Did it on the car with the tool. I cut the threads off, because when you turned the bolt, the threads turned with it. Then I pressed it out. My only concern was when we put the new ball joint into the control arm, there is maybye 3 mm of space between the bottom of the control arm and the ball joint. I just want to make sure this is safe. The pin is in on top of the bolt. This ball joint had groves where the old one did not. It is press fit with a pin on top of the bolt.


----------



## maroonsentra (Mar 3, 2007)

IanH said:


> Sounds like it worked great. have some questions.
> Are you saying the ball joints didn't bottom out on the Control Arm ?
> Is it just a press fit or is there a clip to hold it in place ?
> Don't understand what you cut off, the threads on the old ball joint.
> Did you manage to do this with the control arm on the car with the tool?


Well. apparantly this hasn't fixed my problem. Sears say I had a bad ball joint which I replaced yesterday. Still feels like the front drivers side wheel is shaking when I hit 65MPH on the highway. This really sucks...


----------



## IanH (Feb 11, 2003)

Some suggestions.

Try rotating the rear wheel tire to the front.
check the tie rod end and tie rod to joint on the rack.

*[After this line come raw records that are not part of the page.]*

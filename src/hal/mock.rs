//! Mock implementations for testing without hardware.
//!
//! This module provides test doubles for all hardware traits, enabling
//! development and testing on desktop without a motor driver attached.
//!
//! # Available Mocks
//!
//! | Mock | Trait | Purpose |
//! |------|-------|---------|
//! | [`MockPulse`] | [`PulseSource`] | Records frequency/duty/direction calls |
//! | [`FailingPulse`] | [`PulseSource`] | Fails after a budget of operations |
//! | [`MockReference`] | [`ReferenceSensor`] | Settable reference level |
//! | [`MockDelay`] | [`Delay`] | Records requested settle delays |
//!
//! # Example
//!
//! ```rust
//! use rotaplate::{MotionController, MotionKind};
//! use rotaplate::hal::{MockDelay, MockPulse, MockReference};
//!
//! // Create controller with mock hardware
//! let mut controller =
//!     MotionController::new(MockPulse::new(), MockReference::new(), MockDelay::new()).unwrap();
//!
//! // Demand a move
//! controller.move_to(100.0).unwrap();
//! assert_eq!(controller.motion_kind(), MotionKind::MoveTo);
//!
//! // Verify via the pulse source
//! assert!(controller.pulse().enabled);
//! ```
//!
//! [`PulseSource`]: crate::traits::PulseSource
//! [`ReferenceSensor`]: crate::traits::ReferenceSensor
//! [`Delay`]: crate::traits::Delay

use crate::traits::{Delay, Direction, PulseSource, ReferenceSensor};

extern crate alloc;
use alloc::vec::Vec;

// ============================================================================
// Pulse Source Mock
// ============================================================================

/// One recorded pulse-source operation.
///
/// [`MockPulse`] appends an entry per trait call, so tests can assert the
/// exact order of a restart sequence (disable before reconfigure before
/// re-enable), not just the final register values.
#[derive(Clone, Copy, Debug, PartialEq, Eq)]
pub enum PulseOp {
    /// `set_frequency(hz)` was called.
    SetFrequency(u32),
    /// `enable(duty)` was called (duty 0 is a disable).
    Enable(u8),
    /// `set_direction(dir)` was called.
    SetDirection(Direction),
}

/// Mock pulse source for testing.
///
/// Records all frequency, duty, and direction changes for verification.
/// Use the public fields to inspect the latched state, and [`ops`](Self::ops)
/// to assert call ordering.
///
/// # Example
///
/// ```rust
/// use rotaplate::hal::{MockPulse, PulseOp};
/// use rotaplate::traits::{Direction, PulseSource};
///
/// let mut pulse = MockPulse::new();
/// pulse.set_frequency(2000).unwrap();
/// pulse.set_direction(Direction::Forward).unwrap();
/// pulse.enable(128).unwrap();
///
/// assert_eq!(pulse.frequency_hz, 2000);
/// assert!(pulse.enabled);
/// assert_eq!(pulse.ops[0], PulseOp::SetFrequency(2000));
/// ```
#[derive(Debug, Default)]
pub struct MockPulse {
    /// Last programmed frequency in Hz.
    pub frequency_hz: u32,
    /// Last programmed duty (0..=255).
    pub duty: u8,
    /// Whether the pulse train is running (duty > 0).
    pub enabled: bool,
    /// Last latched direction level.
    pub direction: Direction,
    /// Every trait call, in order.
    pub ops: Vec<PulseOp>,
}

impl MockPulse {
    /// Creates a new mock pulse source, disabled, at 0 Hz.
    pub fn new() -> Self {
        Self::default()
    }

    /// Number of times the pulse train was enabled (duty > 0).
    pub fn enable_count(&self) -> usize {
        self.ops
            .iter()
            .filter(|op| matches!(op, PulseOp::Enable(duty) if *duty > 0))
            .count()
    }

    /// Number of times the pulse train was disabled (duty 0).
    pub fn disable_count(&self) -> usize {
        self.ops
            .iter()
            .filter(|op| matches!(op, PulseOp::Enable(0)))
            .count()
    }
}

impl PulseSource for MockPulse {
    type Error = ();

    fn set_frequency(&mut self, hz: u32) -> Result<(), ()> {
        self.frequency_hz = hz;
        self.ops.push(PulseOp::SetFrequency(hz));
        Ok(())
    }

    fn enable(&mut self, duty: u8) -> Result<(), ()> {
        self.duty = duty;
        self.enabled = duty > 0;
        self.ops.push(PulseOp::Enable(duty));
        Ok(())
    }

    fn set_direction(&mut self, dir: Direction) -> Result<(), ()> {
        self.direction = dir;
        self.ops.push(PulseOp::SetDirection(dir));
        Ok(())
    }
}

// ============================================================================
// Failing Pulse Source Mock
// ============================================================================

/// Error returned by [`FailingPulse`].
#[derive(Clone, Copy, Debug, PartialEq, Eq)]
pub struct PulseFault;

/// Mock pulse source whose operations fail.
///
/// Simulates an unavailable or faulted driver for testing error
/// propagation. [`new`](Self::new) fails on the first operation;
/// [`after`](Self::after) grants a budget of successful operations
/// before failures begin, for mid-run fault scenarios.
///
/// # Example
///
/// ```rust
/// use rotaplate::hal::{FailingPulse, PulseFault};
/// use rotaplate::traits::PulseSource;
///
/// let mut pulse = FailingPulse::after(1);
/// assert_eq!(pulse.set_frequency(2000), Ok(()));
/// assert_eq!(pulse.enable(128), Err(PulseFault));
/// ```
#[derive(Debug, Default)]
pub struct FailingPulse {
    ok_budget: usize,
}

impl FailingPulse {
    /// Creates a pulse source that fails on the first operation.
    pub fn new() -> Self {
        Self::default()
    }

    /// Creates a pulse source whose first `ok_budget` operations succeed.
    pub fn after(ok_budget: usize) -> Self {
        Self { ok_budget }
    }

    fn op(&mut self) -> Result<(), PulseFault> {
        if self.ok_budget == 0 {
            return Err(PulseFault);
        }
        self.ok_budget -= 1;
        Ok(())
    }
}

impl PulseSource for FailingPulse {
    type Error = PulseFault;

    fn set_frequency(&mut self, _hz: u32) -> Result<(), PulseFault> {
        self.op()
    }

    fn enable(&mut self, _duty: u8) -> Result<(), PulseFault> {
        self.op()
    }

    fn set_direction(&mut self, _dir: Direction) -> Result<(), PulseFault> {
        self.op()
    }
}

// ============================================================================
// Reference Sensor Mock
// ============================================================================

/// Mock reference sensor for testing.
///
/// The level is set directly by the test to simulate the platform passing
/// over the reference position.
///
/// # Example
///
/// ```rust
/// use rotaplate::hal::MockReference;
/// use rotaplate::traits::ReferenceSensor;
///
/// let mut sensor = MockReference::new();
/// assert!(!sensor.is_reference_active());
///
/// sensor.set_active(true);
/// assert!(sensor.is_reference_active());
/// ```
#[derive(Debug, Default)]
pub struct MockReference {
    /// Whether the sensor currently reads active.
    pub active: bool,
    /// Number of times the level was read.
    pub read_count: core::cell::Cell<usize>,
}

impl MockReference {
    /// Creates a new mock sensor reading inactive.
    pub fn new() -> Self {
        Self::default()
    }

    /// Creates a mock sensor already sitting on the reference.
    pub fn on_reference() -> Self {
        Self {
            active: true,
            ..Self::default()
        }
    }

    /// Set the sensor level.
    pub fn set_active(&mut self, active: bool) {
        self.active = active;
    }
}

impl ReferenceSensor for MockReference {
    fn is_reference_active(&self) -> bool {
        self.read_count.set(self.read_count.get() + 1);
        self.active
    }
}

// ============================================================================
// Delay Mock
// ============================================================================

/// Mock delay provider for testing.
///
/// Records requested delays instead of sleeping, so tests of restart
/// sequences run instantly while still verifying the settle pause.
///
/// # Example
///
/// ```rust
/// use rotaplate::hal::MockDelay;
/// use rotaplate::traits::Delay;
///
/// let mut delay = MockDelay::new();
/// delay.delay_ms(50);
/// assert_eq!(delay.delays_ms, [50]);
/// assert_eq!(delay.total_ms(), 50);
/// ```
#[derive(Debug, Default)]
pub struct MockDelay {
    /// Every requested delay, in order, in milliseconds.
    pub delays_ms: Vec<u32>,
}

impl MockDelay {
    /// Creates a new mock delay with no recorded calls.
    pub fn new() -> Self {
        Self::default()
    }

    /// Sum of all requested delays.
    pub fn total_ms(&self) -> u64 {
        self.delays_ms.iter().map(|&ms| u64::from(ms)).sum()
    }
}

impl Delay for MockDelay {
    fn delay_ms(&mut self, ms: u32) {
        self.delays_ms.push(ms);
    }
}

// ============================================================================
// Tests
// ============================================================================
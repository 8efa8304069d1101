//! Plain UTF-8 text documents

use chunkwise_core::{SourceError, TextSource};
use std::fs;
use std::io::ErrorKind;
use std::path::Path;

/// Reads the file as UTF-8, dropping a leading byte order mark
#[derive(Debug, Clone, Copy, Default)]
pub struct PlainTextSource;

impl TextSource for PlainTextSource {
    fn extract(&self, path: &Path) -> Result<String, SourceError> {
        let bytes = fs::read(path).map_err(|e| match e.kind() {
            ErrorKind::NotFound => SourceError::NotFound {
                path: path.to_path_buf(),
            },
            _ => SourceError::extraction(path, e),
        })?;
        log::debug!("Read {} bytes from {}", bytes.len(), path.display());

        let mut text = String::from_utf8(bytes).map_err(|e| {
            SourceError::extraction(path, format!("not valid UTF-8: {}", e.utf8_error()))
        })?;
        if text.starts_with('\u{feff}') {
            text.drain(..'\u{feff}'.len_utf8());
        }
        Ok(text)
    }

    fn name(&self) -> &'static str {
        "text"
    }
}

the joint should seat down to the control arm. I don't know whether this is an issue or not.


----------



## maroonsentra (Mar 3, 2007)

IanH said:


> Some suggestions.
> 
> Try rotating the rear wheel tire to the front.
> check the tie rod end and tie rod to joint on the rack.
> ...


I called sears and they said I might have thrown the wheel weight off and that when you replace ball joints you have to realign the car. I'm bringing it in after work. I'll let you know.


----------



## maroonsentra (Mar 3, 2007)

IanH said:


> Some suggestions.
> 
> Try rotating the rear wheel tire to the front.
> check the tie rod end and tie rod to joint on the rack.
> ...


I replaced both ball joints, both tie rod ends, and control arm bushings, got a front end alignment and she drives like a dream again. Did all the labor myself except for the alignment. All cost for me was parts and $70 for the alignment. Thanks for the tips once again.

Jason


----------